*EXERCISE OBJECTIVE:*
How many lines in the data hold the string "RegistryStatus"? State the number alone.

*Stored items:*
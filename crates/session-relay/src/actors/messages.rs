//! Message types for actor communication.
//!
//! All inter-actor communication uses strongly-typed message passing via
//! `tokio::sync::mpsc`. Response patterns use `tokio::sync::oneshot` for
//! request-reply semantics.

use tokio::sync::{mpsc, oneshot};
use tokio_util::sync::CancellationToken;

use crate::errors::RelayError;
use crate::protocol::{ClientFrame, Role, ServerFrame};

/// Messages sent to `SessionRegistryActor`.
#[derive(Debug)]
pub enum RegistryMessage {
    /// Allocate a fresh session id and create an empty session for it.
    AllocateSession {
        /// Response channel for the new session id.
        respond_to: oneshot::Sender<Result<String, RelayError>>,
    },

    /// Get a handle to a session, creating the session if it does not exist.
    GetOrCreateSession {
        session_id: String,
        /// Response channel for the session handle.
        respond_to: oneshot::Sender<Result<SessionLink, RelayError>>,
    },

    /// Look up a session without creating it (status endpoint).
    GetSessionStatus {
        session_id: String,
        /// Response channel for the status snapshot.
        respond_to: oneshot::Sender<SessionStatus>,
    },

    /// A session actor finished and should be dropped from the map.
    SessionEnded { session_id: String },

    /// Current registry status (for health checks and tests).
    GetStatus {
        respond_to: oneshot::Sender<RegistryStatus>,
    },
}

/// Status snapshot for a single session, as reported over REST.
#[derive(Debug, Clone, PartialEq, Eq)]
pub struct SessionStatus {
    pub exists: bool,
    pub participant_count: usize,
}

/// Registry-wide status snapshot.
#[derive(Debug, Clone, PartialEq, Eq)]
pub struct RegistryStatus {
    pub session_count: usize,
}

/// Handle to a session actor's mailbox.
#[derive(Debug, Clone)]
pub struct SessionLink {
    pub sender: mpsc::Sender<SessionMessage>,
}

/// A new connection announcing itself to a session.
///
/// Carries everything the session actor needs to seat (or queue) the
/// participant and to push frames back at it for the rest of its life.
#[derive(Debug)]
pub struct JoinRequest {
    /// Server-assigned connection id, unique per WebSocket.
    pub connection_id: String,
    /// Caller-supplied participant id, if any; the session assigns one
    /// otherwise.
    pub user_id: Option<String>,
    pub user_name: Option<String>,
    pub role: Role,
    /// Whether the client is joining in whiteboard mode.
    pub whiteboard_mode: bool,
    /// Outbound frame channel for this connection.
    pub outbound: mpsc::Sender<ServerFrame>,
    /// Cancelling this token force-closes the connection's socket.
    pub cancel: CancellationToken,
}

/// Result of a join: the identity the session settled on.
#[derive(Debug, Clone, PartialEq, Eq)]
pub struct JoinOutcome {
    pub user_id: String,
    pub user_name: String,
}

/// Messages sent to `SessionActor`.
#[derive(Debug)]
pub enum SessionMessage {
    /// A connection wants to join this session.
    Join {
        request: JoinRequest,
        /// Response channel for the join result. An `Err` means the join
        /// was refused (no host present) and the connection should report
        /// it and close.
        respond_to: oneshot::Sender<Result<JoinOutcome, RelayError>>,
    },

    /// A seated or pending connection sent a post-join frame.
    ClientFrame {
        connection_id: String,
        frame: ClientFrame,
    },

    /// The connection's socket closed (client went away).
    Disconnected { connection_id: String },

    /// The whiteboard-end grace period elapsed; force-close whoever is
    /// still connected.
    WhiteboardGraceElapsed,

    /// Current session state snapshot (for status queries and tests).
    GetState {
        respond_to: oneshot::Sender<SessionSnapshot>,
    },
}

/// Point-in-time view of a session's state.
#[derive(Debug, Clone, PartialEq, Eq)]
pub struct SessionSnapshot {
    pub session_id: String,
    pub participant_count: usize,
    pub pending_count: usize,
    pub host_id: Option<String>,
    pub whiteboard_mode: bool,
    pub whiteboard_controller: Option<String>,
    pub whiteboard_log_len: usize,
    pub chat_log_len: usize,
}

*OUTPUT OF THE EXERCISE:*
2